Clara Brannigan discusses how the lines are becoming blurred in plus size fashion.
The norms of modelling have dramatically changed in the last decade. The modelling industry came under severe scrutiny due to only hiring girls of a certain stature, usually very tall and thin. Plus size models have become more accepted with models like Ashley Graham and Iskra Lawrence igniting the path of self-love and self-confidence: showcasing that you don’t have to be one body ideal to be beautiful. The question is; how progressive is body positivity if only one plus size body type is being affirmed?
Plus size models’ entrance into the fashion industry brought hope that body diversity in mainstream media sources was finally happening. Unfortunately, this has barely scratched the surface of body diversity. The problematic issue that hasn’t been spoken about too much, is the ‘preferred’ plus size body type that has emerged in the media or on online shopping websites. Ashley Graham is a talented model and body positive activist, but she still fits the socially acceptable hour glass body type. When plus size models look more like Tess Holliday, they are met with accusations of supporting an unhealthy lifestyle by promoting obesity.
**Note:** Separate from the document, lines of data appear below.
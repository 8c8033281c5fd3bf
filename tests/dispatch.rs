use std::collections::HashMap;
use std::sync::atomic::{AtomicUsize, Ordering};
use std::sync::mpsc;
use std::sync::{Arc, Mutex};
use std::time::Duration;

use ranklist::engine::{CellSink, FAILED_TEXT, FetchEngine, FetchTask, LOADING_TEXT, PassId};
use ranklist::fetch::{ContestRecord, FetchClient, FetchError, SubmitRecord};
use ranklist::schema::{ColumnSchema, DerivedColumn, StatKind};

const WAIT: Duration = Duration::from_secs(5);

#[derive(Debug, Clone, PartialEq, Eq)]
struct Write {
    pass: PassId,
    row: usize,
    column: usize,
    text: String,
}

#[derive(Default)]
struct Recorder {
    writes: Mutex<Vec<Write>>,
    failures: AtomicUsize,
}

impl Recorder {
    fn writes(&self) -> Vec<Write> {
        self.writes.lock().unwrap().clone()
    }

    fn by_cell(&self) -> HashMap<(usize, usize), Vec<String>> {
        let mut cells: HashMap<(usize, usize), Vec<String>> = HashMap::new();
        for w in self.writes() {
            cells.entry((w.row, w.column)).or_default().push(w.text);
        }
        cells
    }
}

impl CellSink for Recorder {
    fn begin_pass(&self, _pass: PassId, _rows: usize) {}

    fn set_cell_text(&self, pass: PassId, row: usize, column: usize, text: String) {
        self.writes.lock().unwrap().push(Write {
            pass,
            row,
            column,
            text,
        });
    }

    fn task_failed(&self, _task: &FetchTask, _err: &FetchError) {
        self.failures.fetch_add(1, Ordering::SeqCst);
    }
}

#[derive(Default)]
struct CountingClient {
    contest_calls: AtomicUsize,
    submit_calls: AtomicUsize,
}

impl FetchClient for CountingClient {
    fn fetch_contest_record(&self, _: &str, handle: &str) -> Result<ContestRecord, FetchError> {
        self.contest_calls.fetch_add(1, Ordering::SeqCst);
        Ok(ContestRecord {
            rating: 1000 + handle.len() as i64,
            contest_count: 7,
        })
    }

    fn fetch_submit_record(&self, platform: &str, handle: &str) -> Result<SubmitRecord, FetchError> {
        self.submit_calls.fetch_add(1, Ordering::SeqCst);
        if handle.starts_with("bad") {
            return Err(FetchError::unavailable(platform, "connection reset"));
        }
        Ok(SubmitRecord {
            accepted_count: 3,
            submitted_count: 9,
        })
    }
}

struct FailingClient;

impl FetchClient for FailingClient {
    fn fetch_contest_record(&self, platform: &str, _: &str) -> Result<ContestRecord, FetchError> {
        Err(FetchError::unavailable(platform, "timed out"))
    }

    fn fetch_submit_record(&self, platform: &str, _: &str) -> Result<SubmitRecord, FetchError> {
        Err(FetchError::malformed(platform, "expected value at line 1"))
    }
}

#[test]
fn dispatch_launches_one_task_per_defined_column() {
    let schema = ColumnSchema::standard();
    let client = Arc::new(CountingClient::default());
    let sink = Arc::new(Recorder::default());
    let engine = FetchEngine::start(4, client.clone(), sink.clone());
    let pass = engine.begin_pass(2);

    let launched_cf = engine.dispatch(pass, 0, "codeforces", "alice", schema.derived_columns("codeforces"));
    let launched_lg = engine.dispatch(pass, 1, "luogu", "bob", schema.derived_columns("luogu"));
    let launched_none = engine.dispatch(pass, 1, "topcoder", "bob", schema.derived_columns("topcoder"));
    assert_eq!(launched_cf, 3);
    assert_eq!(launched_lg, 1);
    assert_eq!(launched_none, 0);
    assert!(engine.wait_idle(WAIT));

    assert_eq!(client.contest_calls.load(Ordering::SeqCst), 2);
    assert_eq!(client.submit_calls.load(Ordering::SeqCst), 2);

    let cells = sink.by_cell();
    assert_eq!(cells.len(), 4);
    let lg_col = schema.index_of("luogu solved-count").unwrap();
    assert_eq!(cells[&(1, lg_col)], vec![LOADING_TEXT.to_string(), "3/9".to_string()]);
    engine.shutdown();
}

#[test]
fn each_cell_sees_loading_then_exactly_one_terminal_write() {
    let schema = ColumnSchema::standard();
    let sink = Arc::new(Recorder::default());
    let engine = FetchEngine::start(3, Arc::new(CountingClient::default()), sink.clone());
    let rows = 25;
    let pass = engine.begin_pass(rows);
    for row in 0..rows {
        let handle = if row % 4 == 0 { format!("bad{row}") } else { format!("user{row}") };
        engine.dispatch(pass, row, "codeforces", &handle, schema.derived_columns("codeforces"));
    }
    assert!(engine.wait_idle(WAIT));

    let cells = sink.by_cell();
    assert_eq!(cells.len(), rows * 3);
    for (cell, texts) in cells {
        assert_eq!(texts.len(), 2, "cell {cell:?} got {texts:?}");
        assert_eq!(texts[0], LOADING_TEXT);
        assert_ne!(texts[1], LOADING_TEXT);
    }
    // Only the solved-count lookups of the "bad" handles fail.
    assert_eq!(sink.failures.load(Ordering::SeqCst), 7);
    engine.shutdown();
}

#[test]
fn always_failing_client_marks_every_cell_failed() {
    let schema = ColumnSchema::standard();
    let sink = Arc::new(Recorder::default());
    let engine = FetchEngine::start(2, Arc::new(FailingClient), sink.clone());
    let pass = engine.begin_pass(1);
    let mut launched = 0;
    for platform in ["atcoder", "codeforces", "nowcoder", "leetcode", "luogu", "vjudge"] {
        launched += engine.dispatch(pass, 0, platform, "x", schema.derived_columns(platform));
    }
    assert_eq!(launched, 11);
    engine.shutdown();

    let cells = sink.by_cell();
    assert_eq!(cells.len(), 11);
    for texts in cells.values() {
        assert_eq!(texts.last().map(String::as_str), Some(FAILED_TEXT));
    }
    assert_eq!(sink.failures.load(Ordering::SeqCst), 11);
}

struct GateClient {
    entered: Mutex<mpsc::Sender<()>>,
    release: Mutex<mpsc::Receiver<()>>,
    calls: AtomicUsize,
}

impl FetchClient for GateClient {
    fn fetch_contest_record(&self, _: &str, _: &str) -> Result<ContestRecord, FetchError> {
        self.calls.fetch_add(1, Ordering::SeqCst);
        let _ = self.entered.lock().unwrap().send(());
        let _ = self.release.lock().unwrap().recv_timeout(WAIT);
        Ok(ContestRecord {
            rating: 1234,
            contest_count: 1,
        })
    }

    fn fetch_submit_record(&self, platform: &str, _: &str) -> Result<SubmitRecord, FetchError> {
        Err(FetchError::Unsupported {
            platform: platform.to_string(),
        })
    }
}

#[test]
fn queued_task_of_superseded_pass_is_skipped() {
    let (entered_tx, entered_rx) = mpsc::channel();
    let (release_tx, release_rx) = mpsc::channel();
    let client = Arc::new(GateClient {
        entered: Mutex::new(entered_tx),
        release: Mutex::new(release_rx),
        calls: AtomicUsize::new(0),
    });
    let sink = Arc::new(Recorder::default());
    let engine = FetchEngine::start(1, client.clone(), sink.clone());
    let target = [DerivedColumn {
        kind: StatKind::Rating,
        column: 2,
    }];

    let first = engine.begin_pass(2);
    engine.dispatch(first, 0, "atcoder", "a", &target);
    entered_rx.recv_timeout(WAIT).expect("worker should pick up the first task");
    engine.dispatch(first, 1, "atcoder", "b", &target);
    assert_eq!(engine.pending(), 2);
    assert!(!engine.wait_idle(Duration::from_millis(50)));

    let second = engine.begin_pass(0);
    assert!(second > first);
    release_tx.send(()).unwrap();
    assert!(engine.wait_idle(WAIT));
    assert_eq!(client.calls.load(Ordering::SeqCst), 1);

    let row1: Vec<String> = sink
        .writes()
        .into_iter()
        .filter(|w| w.row == 1)
        .map(|w| w.text)
        .collect();
    assert_eq!(row1, vec![LOADING_TEXT.to_string()]);
    engine.shutdown();
}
The question is; how progressive is body positivity if only one plus size body type is being affirmed?
The newsflash is most plus sized women do not look like this, reinforcing the idea that others hold weight in “the wrong places.” Brands constantly brag about being inclusive without accurately representing plus size bodies. The fashion industry is still celebrating what is deemed as the aesthetically pleasing body with perfect proportions. What is truly angering is models on fashion websites like Boohoo or Misguided who appear to be a size 12/14, but are allegedly wearing plus sizes of 16 and above. This leaves problems for plus size women to find clothes to suit their sizes and various shapes. If these clothes are only flattering on taught tummies and small arms, this leaves people with few clothing options, causing a feeling of shame about their own bodies.
Women are bored of being told they should look a certain way: it’s time to empower all bodies.
There is a genuine lack of body diversity within the plus size fashion industry. Plus size fashion is an industry that was once progressive, but fashion designers are too guilty of eliminating many types of plus size bodies from accessibility to fashion that is on trend. Fashion brands like ASOS and Torrid are ahead of the rest with inclusive lines that show you can be the best dressed in the room and be plus size. Women are bored of being told they should look a certain way: it’s time to empower all bodies.